• **Exercise data**
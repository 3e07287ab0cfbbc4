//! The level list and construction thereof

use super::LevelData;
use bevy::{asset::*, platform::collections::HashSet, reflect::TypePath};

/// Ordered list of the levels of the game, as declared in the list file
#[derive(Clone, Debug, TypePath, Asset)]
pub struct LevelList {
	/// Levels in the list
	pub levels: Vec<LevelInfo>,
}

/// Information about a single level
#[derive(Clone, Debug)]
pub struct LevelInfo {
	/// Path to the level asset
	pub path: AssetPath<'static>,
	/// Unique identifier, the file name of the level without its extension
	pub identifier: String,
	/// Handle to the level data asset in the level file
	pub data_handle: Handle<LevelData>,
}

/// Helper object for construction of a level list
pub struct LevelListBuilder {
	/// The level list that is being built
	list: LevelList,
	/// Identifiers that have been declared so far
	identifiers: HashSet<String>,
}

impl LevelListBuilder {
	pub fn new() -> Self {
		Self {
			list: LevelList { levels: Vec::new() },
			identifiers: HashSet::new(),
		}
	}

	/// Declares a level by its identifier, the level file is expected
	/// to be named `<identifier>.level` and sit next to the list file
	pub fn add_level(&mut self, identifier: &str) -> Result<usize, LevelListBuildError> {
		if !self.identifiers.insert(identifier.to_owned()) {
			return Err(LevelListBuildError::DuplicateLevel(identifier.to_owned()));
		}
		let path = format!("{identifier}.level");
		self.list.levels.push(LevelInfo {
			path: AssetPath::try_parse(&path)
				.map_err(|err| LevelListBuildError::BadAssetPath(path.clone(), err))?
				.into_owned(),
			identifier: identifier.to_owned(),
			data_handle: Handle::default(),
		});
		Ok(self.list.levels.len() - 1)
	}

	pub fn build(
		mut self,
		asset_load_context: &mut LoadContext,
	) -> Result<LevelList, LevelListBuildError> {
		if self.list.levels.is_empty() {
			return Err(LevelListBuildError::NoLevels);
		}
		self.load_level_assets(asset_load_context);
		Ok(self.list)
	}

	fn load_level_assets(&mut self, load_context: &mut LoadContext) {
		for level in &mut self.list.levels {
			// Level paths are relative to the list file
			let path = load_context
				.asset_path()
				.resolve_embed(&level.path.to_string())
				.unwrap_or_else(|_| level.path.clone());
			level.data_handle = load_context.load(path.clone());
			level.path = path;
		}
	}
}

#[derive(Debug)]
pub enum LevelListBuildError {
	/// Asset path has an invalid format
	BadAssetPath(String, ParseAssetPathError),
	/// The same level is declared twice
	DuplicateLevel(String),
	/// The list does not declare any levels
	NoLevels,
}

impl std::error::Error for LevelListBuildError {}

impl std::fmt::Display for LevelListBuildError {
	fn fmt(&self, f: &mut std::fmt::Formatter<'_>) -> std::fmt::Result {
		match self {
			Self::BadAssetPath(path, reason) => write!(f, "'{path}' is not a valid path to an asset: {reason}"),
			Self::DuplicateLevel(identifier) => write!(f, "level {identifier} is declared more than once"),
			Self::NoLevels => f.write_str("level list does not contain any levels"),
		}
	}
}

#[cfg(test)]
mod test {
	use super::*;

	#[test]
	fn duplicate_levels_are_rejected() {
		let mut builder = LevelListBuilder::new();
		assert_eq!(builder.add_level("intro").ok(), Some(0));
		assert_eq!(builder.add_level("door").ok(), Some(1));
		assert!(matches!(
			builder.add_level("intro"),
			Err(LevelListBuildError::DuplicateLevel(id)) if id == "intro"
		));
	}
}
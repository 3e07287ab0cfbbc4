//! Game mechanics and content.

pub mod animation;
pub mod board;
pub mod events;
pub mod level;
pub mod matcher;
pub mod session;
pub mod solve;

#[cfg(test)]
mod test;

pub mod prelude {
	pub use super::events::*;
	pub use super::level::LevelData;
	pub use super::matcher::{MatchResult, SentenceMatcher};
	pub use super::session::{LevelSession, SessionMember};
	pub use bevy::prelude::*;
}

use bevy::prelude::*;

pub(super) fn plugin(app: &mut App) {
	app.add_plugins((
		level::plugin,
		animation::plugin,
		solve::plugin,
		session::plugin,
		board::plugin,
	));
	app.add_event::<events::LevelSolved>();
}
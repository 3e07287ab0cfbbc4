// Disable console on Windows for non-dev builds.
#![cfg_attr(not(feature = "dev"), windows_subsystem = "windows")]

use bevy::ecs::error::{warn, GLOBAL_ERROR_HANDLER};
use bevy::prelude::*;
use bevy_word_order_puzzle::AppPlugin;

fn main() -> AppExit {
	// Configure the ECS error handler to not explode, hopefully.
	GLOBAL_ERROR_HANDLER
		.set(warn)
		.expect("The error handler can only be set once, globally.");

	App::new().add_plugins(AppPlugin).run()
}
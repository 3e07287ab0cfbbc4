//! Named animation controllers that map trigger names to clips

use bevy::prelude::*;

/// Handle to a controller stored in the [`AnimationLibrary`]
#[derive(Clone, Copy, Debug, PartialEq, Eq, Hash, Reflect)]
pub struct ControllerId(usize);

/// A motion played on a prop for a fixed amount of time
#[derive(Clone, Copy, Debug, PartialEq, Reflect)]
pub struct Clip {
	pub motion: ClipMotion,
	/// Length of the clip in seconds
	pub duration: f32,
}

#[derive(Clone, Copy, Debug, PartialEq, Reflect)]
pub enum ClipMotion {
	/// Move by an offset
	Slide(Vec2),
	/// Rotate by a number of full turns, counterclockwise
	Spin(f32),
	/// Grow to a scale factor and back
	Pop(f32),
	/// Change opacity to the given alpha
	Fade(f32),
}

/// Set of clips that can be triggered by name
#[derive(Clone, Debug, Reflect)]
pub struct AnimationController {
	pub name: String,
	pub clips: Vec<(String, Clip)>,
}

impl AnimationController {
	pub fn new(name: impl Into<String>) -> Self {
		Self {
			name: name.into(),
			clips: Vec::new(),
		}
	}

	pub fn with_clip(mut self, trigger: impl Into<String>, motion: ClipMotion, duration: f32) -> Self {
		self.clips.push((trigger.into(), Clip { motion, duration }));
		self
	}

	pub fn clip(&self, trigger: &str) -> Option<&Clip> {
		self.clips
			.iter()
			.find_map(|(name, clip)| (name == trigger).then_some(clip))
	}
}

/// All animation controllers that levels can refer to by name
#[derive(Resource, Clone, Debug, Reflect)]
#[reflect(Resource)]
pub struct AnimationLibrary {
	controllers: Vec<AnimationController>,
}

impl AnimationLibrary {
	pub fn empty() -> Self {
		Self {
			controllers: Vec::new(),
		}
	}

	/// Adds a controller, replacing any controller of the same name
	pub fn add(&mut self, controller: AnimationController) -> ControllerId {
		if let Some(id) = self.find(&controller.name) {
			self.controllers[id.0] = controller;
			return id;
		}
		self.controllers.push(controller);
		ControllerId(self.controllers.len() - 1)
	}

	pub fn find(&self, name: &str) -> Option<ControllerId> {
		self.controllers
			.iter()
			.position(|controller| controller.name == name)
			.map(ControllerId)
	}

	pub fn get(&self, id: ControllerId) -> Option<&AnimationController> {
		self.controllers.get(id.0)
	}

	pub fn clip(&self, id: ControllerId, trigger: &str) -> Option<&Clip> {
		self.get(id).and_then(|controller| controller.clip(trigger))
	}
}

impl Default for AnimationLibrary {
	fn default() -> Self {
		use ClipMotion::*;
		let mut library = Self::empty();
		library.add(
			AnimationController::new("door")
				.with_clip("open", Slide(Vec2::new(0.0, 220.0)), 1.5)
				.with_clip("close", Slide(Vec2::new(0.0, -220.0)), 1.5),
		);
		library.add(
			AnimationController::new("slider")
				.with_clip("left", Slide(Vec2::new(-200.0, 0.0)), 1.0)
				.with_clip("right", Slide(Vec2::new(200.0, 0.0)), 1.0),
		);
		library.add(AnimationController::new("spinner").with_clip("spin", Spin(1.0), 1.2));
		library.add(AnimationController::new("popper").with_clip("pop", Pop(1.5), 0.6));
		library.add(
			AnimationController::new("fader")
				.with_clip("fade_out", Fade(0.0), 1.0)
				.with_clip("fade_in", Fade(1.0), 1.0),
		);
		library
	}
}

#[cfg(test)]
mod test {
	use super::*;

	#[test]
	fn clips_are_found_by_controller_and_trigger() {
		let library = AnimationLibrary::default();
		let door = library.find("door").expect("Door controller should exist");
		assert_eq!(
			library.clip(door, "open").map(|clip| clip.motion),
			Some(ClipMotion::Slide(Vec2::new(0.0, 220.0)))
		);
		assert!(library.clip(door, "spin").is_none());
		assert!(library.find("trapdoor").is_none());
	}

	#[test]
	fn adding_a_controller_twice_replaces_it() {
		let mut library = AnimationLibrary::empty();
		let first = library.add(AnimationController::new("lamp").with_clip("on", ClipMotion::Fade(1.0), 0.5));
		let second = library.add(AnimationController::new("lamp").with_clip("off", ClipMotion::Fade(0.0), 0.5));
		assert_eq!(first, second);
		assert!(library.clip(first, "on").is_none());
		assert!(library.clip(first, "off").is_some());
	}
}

--

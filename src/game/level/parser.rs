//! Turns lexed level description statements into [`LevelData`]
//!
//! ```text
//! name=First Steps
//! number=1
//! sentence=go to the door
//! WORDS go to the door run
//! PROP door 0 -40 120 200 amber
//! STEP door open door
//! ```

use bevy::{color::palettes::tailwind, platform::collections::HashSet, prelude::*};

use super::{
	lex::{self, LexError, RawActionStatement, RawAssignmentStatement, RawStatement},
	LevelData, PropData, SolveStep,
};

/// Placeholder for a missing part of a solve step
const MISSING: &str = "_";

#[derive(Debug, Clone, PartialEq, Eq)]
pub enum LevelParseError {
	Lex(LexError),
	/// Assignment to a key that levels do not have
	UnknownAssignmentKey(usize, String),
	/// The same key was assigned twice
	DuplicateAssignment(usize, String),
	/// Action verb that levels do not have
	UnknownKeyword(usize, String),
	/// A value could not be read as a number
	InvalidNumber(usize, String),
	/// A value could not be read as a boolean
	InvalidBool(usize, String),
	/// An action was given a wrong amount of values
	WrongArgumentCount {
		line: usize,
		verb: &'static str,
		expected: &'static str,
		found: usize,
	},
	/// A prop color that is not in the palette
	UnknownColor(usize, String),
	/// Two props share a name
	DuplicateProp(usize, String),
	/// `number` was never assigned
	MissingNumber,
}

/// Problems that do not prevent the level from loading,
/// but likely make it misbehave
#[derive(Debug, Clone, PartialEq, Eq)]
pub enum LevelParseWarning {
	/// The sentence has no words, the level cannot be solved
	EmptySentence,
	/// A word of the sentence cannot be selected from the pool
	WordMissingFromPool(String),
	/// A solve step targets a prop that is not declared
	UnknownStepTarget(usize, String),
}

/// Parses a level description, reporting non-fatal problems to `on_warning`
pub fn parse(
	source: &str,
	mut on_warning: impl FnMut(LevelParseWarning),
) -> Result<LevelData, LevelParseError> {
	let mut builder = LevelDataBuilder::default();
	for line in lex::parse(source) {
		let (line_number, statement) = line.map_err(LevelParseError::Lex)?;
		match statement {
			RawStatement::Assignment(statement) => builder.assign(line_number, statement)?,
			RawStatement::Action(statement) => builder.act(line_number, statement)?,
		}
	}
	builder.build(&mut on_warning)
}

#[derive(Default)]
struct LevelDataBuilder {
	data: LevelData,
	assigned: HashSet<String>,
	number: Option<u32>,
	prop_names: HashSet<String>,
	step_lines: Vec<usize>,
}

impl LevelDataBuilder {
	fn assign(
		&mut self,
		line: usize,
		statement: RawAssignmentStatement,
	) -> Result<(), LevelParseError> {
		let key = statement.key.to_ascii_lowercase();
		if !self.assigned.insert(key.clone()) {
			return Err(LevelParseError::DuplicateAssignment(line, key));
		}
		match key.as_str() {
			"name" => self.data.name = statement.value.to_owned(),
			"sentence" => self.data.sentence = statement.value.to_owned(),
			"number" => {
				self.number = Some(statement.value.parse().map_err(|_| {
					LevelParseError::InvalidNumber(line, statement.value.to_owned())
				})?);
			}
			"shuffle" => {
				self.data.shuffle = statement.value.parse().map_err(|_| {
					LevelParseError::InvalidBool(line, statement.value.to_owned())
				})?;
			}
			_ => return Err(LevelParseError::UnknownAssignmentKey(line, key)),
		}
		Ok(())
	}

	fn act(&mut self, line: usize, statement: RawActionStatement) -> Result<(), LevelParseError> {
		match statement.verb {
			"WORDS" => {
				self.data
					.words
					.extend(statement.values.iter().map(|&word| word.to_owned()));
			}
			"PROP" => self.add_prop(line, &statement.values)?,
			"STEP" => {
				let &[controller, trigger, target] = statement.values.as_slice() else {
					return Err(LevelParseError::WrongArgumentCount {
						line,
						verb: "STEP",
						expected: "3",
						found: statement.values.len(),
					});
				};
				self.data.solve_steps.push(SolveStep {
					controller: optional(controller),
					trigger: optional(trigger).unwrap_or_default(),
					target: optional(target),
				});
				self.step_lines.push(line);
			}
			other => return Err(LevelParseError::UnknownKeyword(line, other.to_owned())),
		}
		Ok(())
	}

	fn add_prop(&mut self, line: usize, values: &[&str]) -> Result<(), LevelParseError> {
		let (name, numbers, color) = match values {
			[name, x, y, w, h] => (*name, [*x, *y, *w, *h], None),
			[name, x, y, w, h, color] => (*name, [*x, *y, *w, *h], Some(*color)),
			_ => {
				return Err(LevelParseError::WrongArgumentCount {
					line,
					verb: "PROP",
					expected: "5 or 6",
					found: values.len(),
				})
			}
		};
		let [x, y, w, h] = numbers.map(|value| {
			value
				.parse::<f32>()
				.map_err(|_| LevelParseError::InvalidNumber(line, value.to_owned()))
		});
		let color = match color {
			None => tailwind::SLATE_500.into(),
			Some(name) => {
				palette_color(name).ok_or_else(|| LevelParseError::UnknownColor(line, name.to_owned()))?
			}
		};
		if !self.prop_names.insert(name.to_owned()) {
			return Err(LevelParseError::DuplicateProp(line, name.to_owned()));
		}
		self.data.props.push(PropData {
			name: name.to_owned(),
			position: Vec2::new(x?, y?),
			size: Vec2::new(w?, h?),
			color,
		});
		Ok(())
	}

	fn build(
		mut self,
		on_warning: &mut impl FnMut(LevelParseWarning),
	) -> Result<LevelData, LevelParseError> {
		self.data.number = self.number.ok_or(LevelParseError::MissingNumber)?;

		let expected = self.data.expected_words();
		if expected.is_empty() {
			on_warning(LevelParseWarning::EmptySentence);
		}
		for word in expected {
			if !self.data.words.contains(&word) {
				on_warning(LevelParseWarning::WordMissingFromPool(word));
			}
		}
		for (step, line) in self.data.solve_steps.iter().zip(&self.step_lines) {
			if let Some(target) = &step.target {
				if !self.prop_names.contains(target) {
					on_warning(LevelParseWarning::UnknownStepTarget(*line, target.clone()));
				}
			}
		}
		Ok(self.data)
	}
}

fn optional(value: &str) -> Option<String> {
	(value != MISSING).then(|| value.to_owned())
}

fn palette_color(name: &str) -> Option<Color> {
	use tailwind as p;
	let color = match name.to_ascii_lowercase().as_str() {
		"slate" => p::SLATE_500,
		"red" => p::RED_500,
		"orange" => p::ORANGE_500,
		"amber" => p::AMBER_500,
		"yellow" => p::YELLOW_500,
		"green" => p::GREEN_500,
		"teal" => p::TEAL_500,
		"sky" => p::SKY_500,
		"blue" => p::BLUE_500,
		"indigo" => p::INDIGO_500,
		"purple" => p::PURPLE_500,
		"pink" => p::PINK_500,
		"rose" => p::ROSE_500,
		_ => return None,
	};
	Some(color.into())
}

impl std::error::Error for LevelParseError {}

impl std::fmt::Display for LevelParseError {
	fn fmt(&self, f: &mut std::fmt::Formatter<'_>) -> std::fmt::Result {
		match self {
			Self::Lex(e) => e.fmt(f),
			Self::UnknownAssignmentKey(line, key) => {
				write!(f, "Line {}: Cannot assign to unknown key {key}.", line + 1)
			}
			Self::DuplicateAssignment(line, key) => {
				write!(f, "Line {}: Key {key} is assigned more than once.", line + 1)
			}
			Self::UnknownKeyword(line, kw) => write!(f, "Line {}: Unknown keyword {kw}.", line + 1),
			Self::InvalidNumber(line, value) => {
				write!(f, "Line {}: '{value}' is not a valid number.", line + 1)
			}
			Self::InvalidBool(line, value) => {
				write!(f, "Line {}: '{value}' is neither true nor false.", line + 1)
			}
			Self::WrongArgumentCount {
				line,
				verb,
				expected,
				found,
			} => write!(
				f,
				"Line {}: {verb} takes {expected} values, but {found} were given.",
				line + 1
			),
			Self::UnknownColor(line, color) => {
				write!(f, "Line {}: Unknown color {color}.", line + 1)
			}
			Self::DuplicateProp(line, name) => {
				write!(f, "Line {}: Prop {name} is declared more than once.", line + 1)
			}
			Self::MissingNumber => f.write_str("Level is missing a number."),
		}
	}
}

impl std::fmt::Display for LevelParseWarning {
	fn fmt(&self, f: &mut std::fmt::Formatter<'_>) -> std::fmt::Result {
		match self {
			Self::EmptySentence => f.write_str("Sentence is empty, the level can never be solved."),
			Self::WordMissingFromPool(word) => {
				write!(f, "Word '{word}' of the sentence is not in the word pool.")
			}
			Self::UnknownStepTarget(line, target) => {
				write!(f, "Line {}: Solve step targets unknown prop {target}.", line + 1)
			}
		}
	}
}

• **Your objective**
For each line in the data that contains the string "RawActionStatement", give a copy of that line.

• **Reply**
	lex::{self, LexError, RawActionStatement, RawAssignmentStatement, RawStatement},
	fn act(&mut self, line: usize, statement: RawActionStatement) -> Result<(), LevelParseError> {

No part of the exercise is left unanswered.